__Problem details__. Restate each of the lines given below, word for word.
-- Extracted entries follows --
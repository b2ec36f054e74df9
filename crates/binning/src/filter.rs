//! Quality filtering.

use tracing::debug;

use crate::table::PointTable;

/// Product-recommended quality cutoff for Sentinel-5P L2 data.
pub const DEFAULT_MINIMAL_QUALITY: f32 = 0.5;

/// Keep the rows with `quality >= minimal_quality`, preserving order.
///
/// The threshold is not range-checked: anything above every quality yields
/// an empty table, anything at or below the lowest quality yields all rows.
/// Rows with a `NaN` quality never pass.
pub fn filter_by_quality(points: &PointTable, minimal_quality: f32) -> PointTable {
    let keep: Vec<usize> = points
        .quality()
        .iter()
        .enumerate()
        .filter(|(_, &q)| q >= minimal_quality)
        .map(|(i, _)| i)
        .collect();

    let removed = points.len() - keep.len();
    debug!(
        input = points.len(),
        kept = keep.len(),
        removed,
        minimal_quality,
        "Filtered points by quality"
    );
    metrics::counter!("binning_points_filtered_total").increment(removed as u64);

    points.take(&keep)
}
-- Extracted entries concluded --
__Reply to the task__.
repository b2ec36f054e74df9
filename crates/binning/src/filter.rs
//! Quality filtering.

use tracing::debug;

use crate::table::PointTable;

/// Product-recommended quality cutoff for Sentinel-5P L2 data.
pub const DEFAULT_MINIMAL_QUALITY: f32 = 0.5;

/// Keep the rows with `quality >= minimal_quality`, preserving order.
///
/// The threshold is not range-checked: anything above every quality yields
/// an empty table, anything at or below the lowest quality yields all rows.
/// Rows with a `NaN` quality never pass.
pub fn filter_by_quality(points: &PointTable, minimal_quality: f32) -> PointTable {
    let keep: Vec<usize> = points
        .quality()
        .iter()
        .enumerate()
        .filter(|(_, &q)| q >= minimal_quality)
        .map(|(i, _)| i)
        .collect();

    let removed = points.len() - keep.len();
    debug!(
        input = points.len(),
        kept = keep.len(),
        removed,
        minimal_quality,
        "Filtered points by quality"
    );
    metrics::counter!("binning_points_filtered_total").increment(removed as u64);

    points.take(&keep)
}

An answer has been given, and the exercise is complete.